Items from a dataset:

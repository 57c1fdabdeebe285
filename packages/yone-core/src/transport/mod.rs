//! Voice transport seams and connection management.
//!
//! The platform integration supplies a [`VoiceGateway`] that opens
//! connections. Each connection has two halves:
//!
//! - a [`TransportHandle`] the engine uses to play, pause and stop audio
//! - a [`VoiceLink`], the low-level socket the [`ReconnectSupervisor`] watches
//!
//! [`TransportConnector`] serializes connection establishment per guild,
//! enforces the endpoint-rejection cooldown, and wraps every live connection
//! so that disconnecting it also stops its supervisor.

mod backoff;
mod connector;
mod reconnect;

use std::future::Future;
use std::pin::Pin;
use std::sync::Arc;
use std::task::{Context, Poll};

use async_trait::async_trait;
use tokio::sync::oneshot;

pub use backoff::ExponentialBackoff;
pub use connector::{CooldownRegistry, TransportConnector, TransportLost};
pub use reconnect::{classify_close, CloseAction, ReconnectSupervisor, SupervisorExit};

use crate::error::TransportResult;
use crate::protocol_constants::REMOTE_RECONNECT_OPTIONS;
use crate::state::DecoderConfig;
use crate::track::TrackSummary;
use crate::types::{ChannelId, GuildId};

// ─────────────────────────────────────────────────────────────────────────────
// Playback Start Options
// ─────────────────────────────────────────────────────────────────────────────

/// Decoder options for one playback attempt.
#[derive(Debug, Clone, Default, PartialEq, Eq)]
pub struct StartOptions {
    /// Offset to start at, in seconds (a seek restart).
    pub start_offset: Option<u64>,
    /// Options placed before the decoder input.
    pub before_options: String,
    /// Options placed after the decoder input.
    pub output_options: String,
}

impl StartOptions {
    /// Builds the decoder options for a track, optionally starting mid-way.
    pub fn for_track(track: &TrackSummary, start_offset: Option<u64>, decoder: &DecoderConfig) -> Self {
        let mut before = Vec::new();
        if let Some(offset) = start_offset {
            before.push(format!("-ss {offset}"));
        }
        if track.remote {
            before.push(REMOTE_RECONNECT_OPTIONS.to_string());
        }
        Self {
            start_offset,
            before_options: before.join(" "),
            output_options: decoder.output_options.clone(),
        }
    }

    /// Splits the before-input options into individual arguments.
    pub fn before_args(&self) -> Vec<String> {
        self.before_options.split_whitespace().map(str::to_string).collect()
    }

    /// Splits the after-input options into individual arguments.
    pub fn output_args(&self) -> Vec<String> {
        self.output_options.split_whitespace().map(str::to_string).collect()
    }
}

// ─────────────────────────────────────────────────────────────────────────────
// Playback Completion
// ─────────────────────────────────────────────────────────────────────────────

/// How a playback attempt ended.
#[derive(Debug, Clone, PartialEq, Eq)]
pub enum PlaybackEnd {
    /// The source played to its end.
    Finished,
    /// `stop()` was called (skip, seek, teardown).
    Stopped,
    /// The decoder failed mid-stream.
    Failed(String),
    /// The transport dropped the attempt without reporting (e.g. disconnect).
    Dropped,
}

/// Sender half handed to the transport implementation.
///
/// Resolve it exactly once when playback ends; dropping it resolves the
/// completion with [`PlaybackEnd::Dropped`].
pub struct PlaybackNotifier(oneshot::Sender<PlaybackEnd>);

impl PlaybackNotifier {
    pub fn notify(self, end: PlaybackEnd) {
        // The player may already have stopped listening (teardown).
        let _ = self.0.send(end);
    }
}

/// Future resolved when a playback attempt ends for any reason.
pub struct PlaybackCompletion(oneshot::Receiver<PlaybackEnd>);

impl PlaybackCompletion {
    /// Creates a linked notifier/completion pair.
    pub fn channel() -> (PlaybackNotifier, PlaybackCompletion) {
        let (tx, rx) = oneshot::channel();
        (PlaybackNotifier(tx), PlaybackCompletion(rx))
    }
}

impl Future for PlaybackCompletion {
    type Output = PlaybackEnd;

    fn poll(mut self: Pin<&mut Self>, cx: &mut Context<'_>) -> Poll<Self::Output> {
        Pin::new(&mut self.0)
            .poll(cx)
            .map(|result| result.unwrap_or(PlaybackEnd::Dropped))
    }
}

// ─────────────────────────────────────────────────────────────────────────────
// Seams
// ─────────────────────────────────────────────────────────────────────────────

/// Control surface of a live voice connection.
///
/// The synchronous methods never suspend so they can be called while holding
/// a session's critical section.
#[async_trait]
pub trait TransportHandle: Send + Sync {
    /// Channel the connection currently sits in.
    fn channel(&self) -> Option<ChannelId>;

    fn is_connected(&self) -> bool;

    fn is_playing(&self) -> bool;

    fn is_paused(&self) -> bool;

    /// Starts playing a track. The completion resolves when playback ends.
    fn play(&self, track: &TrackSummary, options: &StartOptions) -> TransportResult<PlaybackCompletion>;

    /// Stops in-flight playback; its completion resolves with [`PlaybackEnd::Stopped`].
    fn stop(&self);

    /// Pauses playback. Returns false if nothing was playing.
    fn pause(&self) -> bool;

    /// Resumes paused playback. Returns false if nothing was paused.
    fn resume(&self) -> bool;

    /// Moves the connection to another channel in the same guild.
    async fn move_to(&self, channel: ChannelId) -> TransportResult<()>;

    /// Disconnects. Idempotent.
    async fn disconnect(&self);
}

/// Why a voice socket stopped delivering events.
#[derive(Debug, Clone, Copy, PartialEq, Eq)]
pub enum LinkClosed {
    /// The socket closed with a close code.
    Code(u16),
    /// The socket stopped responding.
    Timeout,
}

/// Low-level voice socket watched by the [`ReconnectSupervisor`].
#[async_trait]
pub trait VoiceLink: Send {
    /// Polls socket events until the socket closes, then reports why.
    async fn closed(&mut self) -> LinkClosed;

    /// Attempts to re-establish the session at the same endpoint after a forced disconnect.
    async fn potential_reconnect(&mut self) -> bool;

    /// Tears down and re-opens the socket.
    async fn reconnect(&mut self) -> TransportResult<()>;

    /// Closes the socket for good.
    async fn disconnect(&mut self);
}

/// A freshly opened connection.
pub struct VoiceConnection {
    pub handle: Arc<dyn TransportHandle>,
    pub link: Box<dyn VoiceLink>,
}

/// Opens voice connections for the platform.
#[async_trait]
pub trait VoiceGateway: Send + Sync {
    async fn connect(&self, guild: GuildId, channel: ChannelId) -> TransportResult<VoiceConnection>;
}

--

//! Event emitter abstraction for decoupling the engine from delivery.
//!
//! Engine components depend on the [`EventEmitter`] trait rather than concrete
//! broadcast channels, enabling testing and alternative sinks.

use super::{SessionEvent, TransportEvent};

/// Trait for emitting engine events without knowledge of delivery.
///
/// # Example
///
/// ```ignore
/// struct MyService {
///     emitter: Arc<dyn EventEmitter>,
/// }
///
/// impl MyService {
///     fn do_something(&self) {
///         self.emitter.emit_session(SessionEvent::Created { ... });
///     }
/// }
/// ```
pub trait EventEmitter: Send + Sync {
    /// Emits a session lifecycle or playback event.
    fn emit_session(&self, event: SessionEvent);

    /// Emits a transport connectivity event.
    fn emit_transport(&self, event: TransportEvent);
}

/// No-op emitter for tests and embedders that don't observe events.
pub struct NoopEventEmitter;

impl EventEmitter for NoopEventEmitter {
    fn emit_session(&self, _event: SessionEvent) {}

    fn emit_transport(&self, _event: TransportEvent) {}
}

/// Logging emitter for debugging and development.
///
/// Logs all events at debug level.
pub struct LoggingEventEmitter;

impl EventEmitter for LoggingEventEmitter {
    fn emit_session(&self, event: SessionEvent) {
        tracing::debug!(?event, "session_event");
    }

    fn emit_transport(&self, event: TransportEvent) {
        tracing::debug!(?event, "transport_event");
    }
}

==

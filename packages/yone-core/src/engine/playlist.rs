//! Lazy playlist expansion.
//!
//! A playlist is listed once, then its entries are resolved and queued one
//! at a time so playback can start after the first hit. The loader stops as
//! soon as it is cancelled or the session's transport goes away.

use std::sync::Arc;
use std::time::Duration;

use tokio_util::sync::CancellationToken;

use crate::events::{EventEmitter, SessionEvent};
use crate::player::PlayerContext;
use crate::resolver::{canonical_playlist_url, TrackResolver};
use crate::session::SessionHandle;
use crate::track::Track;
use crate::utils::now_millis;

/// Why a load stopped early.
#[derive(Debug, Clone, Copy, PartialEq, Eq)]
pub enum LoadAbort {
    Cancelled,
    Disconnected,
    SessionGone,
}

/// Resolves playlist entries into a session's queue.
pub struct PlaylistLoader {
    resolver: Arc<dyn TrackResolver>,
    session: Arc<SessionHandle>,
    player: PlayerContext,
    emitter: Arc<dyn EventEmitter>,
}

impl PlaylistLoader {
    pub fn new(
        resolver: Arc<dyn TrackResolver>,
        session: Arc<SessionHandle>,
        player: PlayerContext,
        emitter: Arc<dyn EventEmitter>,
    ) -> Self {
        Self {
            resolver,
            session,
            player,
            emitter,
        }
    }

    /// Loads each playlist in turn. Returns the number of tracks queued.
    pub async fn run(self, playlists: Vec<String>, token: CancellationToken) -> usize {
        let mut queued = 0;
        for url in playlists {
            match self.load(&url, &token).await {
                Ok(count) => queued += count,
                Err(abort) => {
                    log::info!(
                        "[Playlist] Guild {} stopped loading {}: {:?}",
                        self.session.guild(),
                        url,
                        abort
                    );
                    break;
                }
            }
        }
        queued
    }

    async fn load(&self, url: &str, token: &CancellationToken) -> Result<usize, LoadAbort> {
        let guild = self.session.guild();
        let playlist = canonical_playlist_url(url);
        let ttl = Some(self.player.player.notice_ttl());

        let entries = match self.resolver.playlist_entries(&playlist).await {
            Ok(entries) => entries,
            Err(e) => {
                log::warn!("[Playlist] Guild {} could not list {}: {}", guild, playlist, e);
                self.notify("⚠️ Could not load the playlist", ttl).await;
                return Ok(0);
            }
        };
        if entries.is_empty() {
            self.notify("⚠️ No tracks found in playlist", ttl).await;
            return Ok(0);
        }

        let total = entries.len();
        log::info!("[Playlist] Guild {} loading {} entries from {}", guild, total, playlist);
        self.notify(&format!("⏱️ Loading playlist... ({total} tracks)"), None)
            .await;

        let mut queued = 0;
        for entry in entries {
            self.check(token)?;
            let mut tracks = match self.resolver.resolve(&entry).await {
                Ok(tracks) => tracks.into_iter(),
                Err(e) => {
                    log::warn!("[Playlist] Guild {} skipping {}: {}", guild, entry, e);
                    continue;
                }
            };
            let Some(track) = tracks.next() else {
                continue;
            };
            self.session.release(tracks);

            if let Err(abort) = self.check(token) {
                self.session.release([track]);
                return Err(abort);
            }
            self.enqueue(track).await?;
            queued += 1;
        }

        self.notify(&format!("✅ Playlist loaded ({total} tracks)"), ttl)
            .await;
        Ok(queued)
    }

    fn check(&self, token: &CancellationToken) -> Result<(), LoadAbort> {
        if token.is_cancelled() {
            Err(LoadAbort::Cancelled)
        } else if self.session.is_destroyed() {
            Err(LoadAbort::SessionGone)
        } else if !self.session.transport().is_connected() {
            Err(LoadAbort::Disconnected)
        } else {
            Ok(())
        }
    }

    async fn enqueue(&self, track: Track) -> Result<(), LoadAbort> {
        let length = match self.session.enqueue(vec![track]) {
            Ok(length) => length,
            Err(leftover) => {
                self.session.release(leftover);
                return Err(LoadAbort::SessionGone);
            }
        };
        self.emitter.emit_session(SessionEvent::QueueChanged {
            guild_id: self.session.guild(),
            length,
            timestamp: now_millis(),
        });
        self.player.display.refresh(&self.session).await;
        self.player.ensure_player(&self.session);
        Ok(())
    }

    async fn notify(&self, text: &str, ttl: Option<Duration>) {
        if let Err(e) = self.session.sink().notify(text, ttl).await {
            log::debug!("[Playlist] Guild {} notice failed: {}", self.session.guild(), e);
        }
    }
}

Brief:
Among the records, find each line where the word "yone" occurs, and copy it.

Completed task:
filename packages/yone-core/src/transport/mod.rs
filename packages/yone-core/src/engine/playlist.rs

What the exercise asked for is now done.